Both examples mean exactly the same thing; they're just worded differently.

So, if you end a piece of dialogue with a comma, question mark, or exclamation point, any dialogue tag that follows is considered part of that same sentence. Don't capitalize "he" or "she," but do, of course, capitalize a person's name as always.

And if you end dialogue with a comma, it demands a dialogue tag. You can't just write:

"I think I'll just leave Jessica to her fate,"

If any of this came across as patronizing, it wasn't intentional. Just trying to clear up one of many convoluted grammar rules in the jumbled morass of confusion that is the English language. ;)
 
Sorry, no. :(

Well, I should. I've read Dale Carnegie, I've remained diplomatically pleasant -- on this thread, anyway -- and I gave my answer in a way that demonstrated proper punctuation. Bonus points: my husband says it's quite a show when I jump up and down like that. So I think that's prize worthy :D
 
If any of this came across as patronizing, it wasn't intentional. Just trying to clear up one of many convoluted grammar rules in the jumbled morass of confusion that is the English language.

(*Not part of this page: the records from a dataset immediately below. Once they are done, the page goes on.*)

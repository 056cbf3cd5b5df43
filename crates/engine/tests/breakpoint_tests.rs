// EDB - Ethereum Debugger
// Copyright (C) 2024 Zhuo Zhang and Wuqi Zhang
//
// This program is free software: you can redistribute it and/or modify
// it under the terms of the GNU Affero General Public License as published by
// the Free Software Foundation, either version 3 of the License, or
// (at your option) any later version.
//
// This program is distributed in the hope that it will be useful,
// but WITHOUT ANY WARRANTY; without even the implied warranty of
// MERCHANTABILITY or FITNESS FOR A PARTICULAR PURPOSE. See the
// GNU Affero General Public License for more details.
//
// You should have received a copy of the GNU Affero General Public License
// along with this program. If not, see <https://www.gnu.org/licenses/>.

mod common;

use common::{fixture, session_with, token_tx};
use rdb_common::types::{Breakpoint, BreakpointState, LocationOutcome, UnresolvedReason};
use rdb_engine::{Direction, EventKind, SessionEvent};
use tracing::info;

#[tokio::test]
async fn test_continue_walks_hit_set() {
    rdb_common::logging::ensure_test_logging(None);
    info!("Running test");

    let (provider, artifact, breakpoint) = fixture();
    let session = session_with(provider);
    session.set_artifact(Some(artifact));
    session.start_load(token_tx(1)).await.unwrap();
    assert!(session.add_breakpoint(breakpoint.clone()));
    assert_eq!(session.breakpoint_state(&breakpoint), Some(BreakpointState::Stale));

    let handle = session.continue_to_breakpoint(Direction::Forward).await.unwrap();
    assert_eq!(handle.map(|h| h.step()), Some(20));
    assert_eq!(session.cursor(), Some(20));
    assert_eq!(session.breakpoint_state(&breakpoint), Some(BreakpointState::Indexed));
    assert_eq!(session.breakpoint_hits(&breakpoint), Some(vec![20, 45, 80]));

    session.continue_to_breakpoint(Direction::Forward).await.unwrap();
    assert_eq!(session.cursor(), Some(45));
    session.continue_to_breakpoint(Direction::Forward).await.unwrap();
    assert_eq!(session.cursor(), Some(80));

    // No wrap-around past the last hit
    let none = session.continue_to_breakpoint(Direction::Forward).await.unwrap();
    assert!(none.is_none());
    assert_eq!(session.cursor(), Some(80));

    session.continue_to_breakpoint(Direction::Backward).await.unwrap();
    assert_eq!(session.cursor(), Some(45));
}

#[tokio::test]
async fn test_breakpoint_reached_precedes_cursor_change() {
    rdb_common::logging::ensure_test_logging(None);
    info!("Running test");

    let (provider, artifact, breakpoint) = fixture();
    let session = session_with(provider);
    session.set_artifact(Some(artifact));
    session.start_load(token_tx(1)).await.unwrap();
    session.add_breakpoint(breakpoint);
    let mut events =
        session.subscribe_to([EventKind::BreakpointReached, EventKind::CursorChanged]);

    session.continue_to_breakpoint(Direction::Forward).await.unwrap();
    assert_eq!(
        events.drain(),
        vec![
            SessionEvent::BreakpointReached { step: 20 },
            SessionEvent::CursorChanged { step: 20 },
        ]
    );

    // A miss emits nothing
    session.jump_to(90).unwrap();
    events.drain();
    session.continue_to_breakpoint(Direction::Forward).await.unwrap();
    assert!(events.drain().is_empty());
}

#[tokio::test]
async fn test_removed_breakpoint_is_ignored() {
    rdb_common::logging::ensure_test_logging(None);
    info!("Running test");

    let (provider, artifact, breakpoint) = fixture();
    let session = session_with(provider);
    session.set_artifact(Some(artifact));
    session.start_load(token_tx(1)).await.unwrap();
    session.add_breakpoint(breakpoint.clone());
    session.continue_to_breakpoint(Direction::Forward).await.unwrap();
    assert_eq!(session.cursor(), Some(20));

    assert!(session.remove_breakpoint(&breakpoint));
    assert_eq!(session.breakpoint_state(&breakpoint), None);
    assert!(session.breakpoint_hits(&breakpoint).is_none());

    let none = session.continue_to_breakpoint(Direction::Forward).await.unwrap();
    assert!(none.is_none());
    assert_eq!(session.cursor(), Some(20));
}

#[tokio::test]
async fn test_without_artifact_nothing_resolves() {
    rdb_common::logging::ensure_test_logging(None);
    info!("Running test");

    let (provider, _, breakpoint) = fixture();
    let session = session_with(provider);
    session.start_load(token_tx(1)).await.unwrap();
    session.add_breakpoint(breakpoint.clone());

    for step in 0..100 {
        let location = session.location_at(step).unwrap();
        assert_eq!(
            location.outcome,
            LocationOutcome::Unresolved(UnresolvedReason::NoArtifact)
        );
    }

    let none = session.continue_to_breakpoint(Direction::Forward).await.unwrap();
    assert!(none.is_none());
    assert_eq!(session.cursor(), Some(0));
    assert_eq!(session.breakpoint_state(&breakpoint), Some(BreakpointState::Inactive));
}

#[tokio::test]
async fn test_breakpoints_activate_when_artifact_arrives() {
    rdb_common::logging::ensure_test_logging(None);
    info!("Running test");

    let (provider, artifact, breakpoint) = fixture();
    let session = session_with(provider);
    session.start_load(token_tx(1)).await.unwrap();
    session.add_breakpoint(breakpoint.clone());
    assert_eq!(session.breakpoint_state(&breakpoint), Some(BreakpointState::Inactive));

    session.set_artifact(Some(artifact));
    assert_eq!(session.breakpoint_state(&breakpoint), Some(BreakpointState::Stale));
    session.continue_to_breakpoint(Direction::Forward).await.unwrap();
    assert_eq!(session.cursor(), Some(20));
}

#[tokio::test]
async fn test_breakpoints_survive_reload() {
    rdb_common::logging::ensure_test_logging(None);
    info!("Running test");

    let (provider, artifact, breakpoint) = fixture();
    let session = session_with(provider);
    session.set_artifact(Some(artifact));
    session.add_breakpoint(breakpoint.clone());
    session.start_load(token_tx(1)).await.unwrap();
    session.continue_to_breakpoint(Direction::Forward).await.unwrap();
    assert_eq!(session.breakpoint_state(&breakpoint), Some(BreakpointState::Indexed));

    session.start_load(token_tx(2)).await.unwrap();
    assert_eq!(session.breakpoints(), vec![breakpoint.clone()]);
    assert_eq!(session.breakpoint_state(&breakpoint), Some(BreakpointState::Stale));

    session.continue_to_breakpoint(Direction::Forward).await.unwrap();
    assert_eq!(session.cursor(), Some(20));
}

#[tokio::test]
async fn test_breakpoint_in_other_file_never_hits() {
    rdb_common::logging::ensure_test_logging(None);
    info!("Running test");

    let (provider, artifact, _) = fixture();
    let session = session_with(provider);
    session.set_artifact(Some(artifact));
    session.start_load(token_tx(1)).await.unwrap();

    let other = Breakpoint::new("Vault.sol", 10);
    session.add_breakpoint(other.clone());
    assert!(session.continue_to_breakpoint(Direction::Forward).await.unwrap().is_none());
    assert_eq!(session.breakpoint_hits(&other), Some(vec![]));

    session.clear_breakpoints();
    assert!(session.breakpoints().is_empty());
}

#[tokio::test]
async fn test_continue_requires_loaded_trace() {
    rdb_common::logging::ensure_test_logging(None);
    info!("Running test");

    let (provider, _, breakpoint) = fixture();
    let session = session_with(provider);
    session.add_breakpoint(breakpoint);

    assert_eq!(
        session.continue_to_breakpoint(Direction::Forward).await.unwrap_err(),
        rdb_engine::NavigationError::NotLoaded
    );
}
// EDB - Ethereum Debugger
// Copyright (C) 2024 Zhuo Zhang and Wuqi Zhang
//
// This program is free software: you can redistribute it and/or modify
// it under the terms of the GNU Affero General Public License as published by
// the Free Software Foundation, either version 3 of the License, or
// (at your option) any later version.
//
// This program is distributed in the hope that it will be useful,
// but WITHOUT ANY WARRANTY; without even the implied warranty of
// MERCHANTABILITY or FITNESS FOR A PARTICULAR PURPOSE. See the
// GNU Affero General Public License for more details.
//
// You should have received a copy of the GNU Affero General Public License
// along with this program. If not, see <https://www.gnu.org/licenses/>.

//! Executing-address resolution by call-frame replay.
//!
//! The index replays the trace's depth markers once, maintaining an explicit frame
//! stack, and records for every stretch of consecutive steps which frame is on top.
//! The executing address at a step is therefore determined by the frame stack at
//! that step, not by the most recent call instruction seen, which keeps reentrant
//! and delegated calls attributed correctly.
//!
//! Replay rules for each step after the first, relative to the previous step:
//! - depth + 1: enter a frame. The previous step must be a call-family instruction
//!   with a target (the frame runs the target's code) or CREATE/CREATE2 (the frame
//!   runs init code identified by the creating step).
//! - depth - k: leave k frames.
//! - same depth: stay. Calls to precompiles or accounts without code, and calls
//!   that fail before entering, never open a frame.
//! - anything else makes the trace malformed from that step on.

use rdb_common::types::{
    CallFrame, CallFrameId, CreationSite, ExecutingAddress, ResolutionError, Step, Trace,
};
use tracing::{debug, error};

/// A maximal run of steps executed by the same frame
#[derive(Debug, Clone, Copy, PartialEq, Eq)]
struct Segment {
    /// First step of the run
    start: usize,
    /// Frame on top of the stack during the run
    frame: CallFrameId,
}

/// Where the replay stopped making sense
#[derive(Debug, Clone, PartialEq, Eq)]
struct Malformation {
    step: usize,
    reason: String,
}

/// Per-trace index answering "which frame executes step `i`"
#[derive(Debug, Clone)]
pub struct CallFrameIndex {
    frames: Vec<CallFrame>,
    segments: Vec<Segment>,
    len: usize,
    malformed: Option<Malformation>,
}

impl CallFrameIndex {
    /// Replay the trace's call-depth markers into frames
    pub fn build(trace: &Trace) -> Self {
        let mut index = Self {
            frames: Vec::new(),
            segments: Vec::new(),
            len: trace.len(),
            malformed: None,
        };

        let Some(first) = trace.first() else {
            return index;
        };

        index.frames.push(CallFrame {
            id: CallFrameId(0),
            parent: None,
            depth: 0,
            address: trace.root,
            entered_at: 0,
            exited_at: None,
        });
        index.segments.push(Segment { start: 0, frame: CallFrameId(0) });

        let mut stack = vec![CallFrameId(0)];
        let mut prev: &Step = first;

        for (i, step) in trace.iter().enumerate().skip(1) {
            if let Err(reason) = index.replay(&mut stack, i, prev, step) {
                error!(step = i, %reason, "Trace is malformed, frames after this step are unknown");
                index.malformed = Some(Malformation { step: i, reason });
                break;
            }
            prev = step;
        }

        debug!(steps = index.len, frames = index.frames.len(), "Built call frame index");
        index
    }

    /// Apply the transition from `prev` to `step` (at index `i`) to the frame stack
    fn replay(
        &mut self,
        stack: &mut Vec<CallFrameId>,
        i: usize,
        prev: &Step,
        step: &Step,
    ) -> Result<(), String> {
        if step.depth == prev.depth {
            return Ok(());
        }

        if step.depth == prev.depth + 1 {
            let address = if prev.is_call() {
                let target = prev.call_target.ok_or_else(|| {
                    format!("call at step {} entered a frame without a call target", i - 1)
                })?;
                ExecutingAddress::Contract(target)
            } else if prev.is_create() {
                ExecutingAddress::Creation(CreationSite::Step(i - 1))
            } else {
                return Err(format!(
                    "depth increased after opcode 0x{:02x}, which cannot enter a frame",
                    prev.opcode
                ));
            };

            let parent = stack.last().copied();
            let id = CallFrameId(self.frames.len());
            self.frames.push(CallFrame {
                id,
                parent,
                depth: stack.len(),
                address,
                entered_at: i,
                exited_at: None,
            });
            stack.push(id);
            self.segments.push(Segment { start: i, frame: id });
            return Ok(());
        }

        if step.depth < prev.depth {
            let returns = prev.depth - step.depth;
            if returns >= stack.len() {
                return Err(format!(
                    "returned {returns} frame(s) with only {} open",
                    stack.len()
                ));
            }
            for _ in 0..returns {
                if let Some(id) = stack.pop() {
                    self.frames[id.0].exited_at = Some(i);
                }
            }
            let top = *stack.last().ok_or("frame stack underflow")?;
            self.segments.push(Segment { start: i, frame: top });
            return Ok(());
        }

        Err(format!("depth jumped from {} to {}", prev.depth, step.depth))
    }

    /// Number of steps covered by the index
    pub fn len(&self) -> usize {
        self.len
    }

    /// Whether the index covers no steps
    pub fn is_empty(&self) -> bool {
        self.len == 0
    }

    /// All frames in entry order
    pub fn frames(&self) -> &[CallFrame] {
        &self.frames
    }

    /// Look up a frame by id
    pub fn frame(&self, id: CallFrameId) -> Option<&CallFrame> {
        self.frames.get(id.0)
    }

    /// First step the replay could not make sense of, if any
    pub fn malformed_at(&self) -> Option<usize> {
        self.malformed.as_ref().map(|m| m.step)
    }

    /// The frame executing the given step
    pub fn frame_at(&self, index: usize) -> Result<&CallFrame, ResolutionError> {
        if index >= self.len {
            return Err(ResolutionError::StepOutOfRange { index, len: self.len });
        }
        if let Some(malformed) = self.malformed.as_ref().filter(|m| index >= m.step) {
            return Err(ResolutionError::MalformedTrace {
                step: malformed.step,
                reason: malformed.reason.clone(),
            });
        }

        // Segments are sorted by start and the first one starts at step 0
        let pos = self.segments.partition_point(|segment| segment.start <= index);
        let segment = self.segments[pos - 1];
        Ok(&self.frames[segment.frame.0])
    }

    /// The address whose code executes the given step
    pub fn address_at(&self, index: usize) -> Result<ExecutingAddress, ResolutionError> {
        self.frame_at(index).map(|frame| frame.address)
    }

    /// Nesting level of the frame executing the given step (0 = top level)
    pub fn depth_at(&self, index: usize) -> Result<usize, ResolutionError> {
        self.frame_at(index).map(|frame| frame.depth)
    }

    /// The frame stack at the given step, outermost first
    pub fn call_stack_at(&self, index: usize) -> Result<Vec<&CallFrame>, ResolutionError> {
        let mut stack = Vec::new();
        let mut current = Some(self.frame_at(index)?);
        while let Some(frame) = current {
            stack.push(frame);
            current = frame.parent.and_then(|parent| self.frame(parent));
        }
        stack.reverse();
        Ok(stack)
    }
}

Not at all. Many thanks everyone for your help
 
"If any of this came across as patronizing, it wasn't intentional. Just trying to clear up one of many convoluted grammar rules in the jumbled morass of confusion that is the English language."

Not at all. Many thanks everyone for your help

Hint:
Suggest you put the statement in quote marks OR quote the whole thing and delete what you don't need.
 
If any of this came across as patronizing, it wasn't intentional. Just trying to clear up one of many convoluted grammar rules in the jumbled morass of confusion that is the English language. ;)

That statement just caused a nearly half-century flashback to high school Spanish I class. I can still hear a very frustrated Miss Bissler berating us for making learning a foreign language much more difficult than it really is, and ending her mini-lecture with:

"For God's sake, you managed to learn the English language and...between the rules, the exceptions to the rules, and the exceptions to the exceptions...it is the most screwed up one on the planet. Spanish should be the proverbial piece of cake for you all!"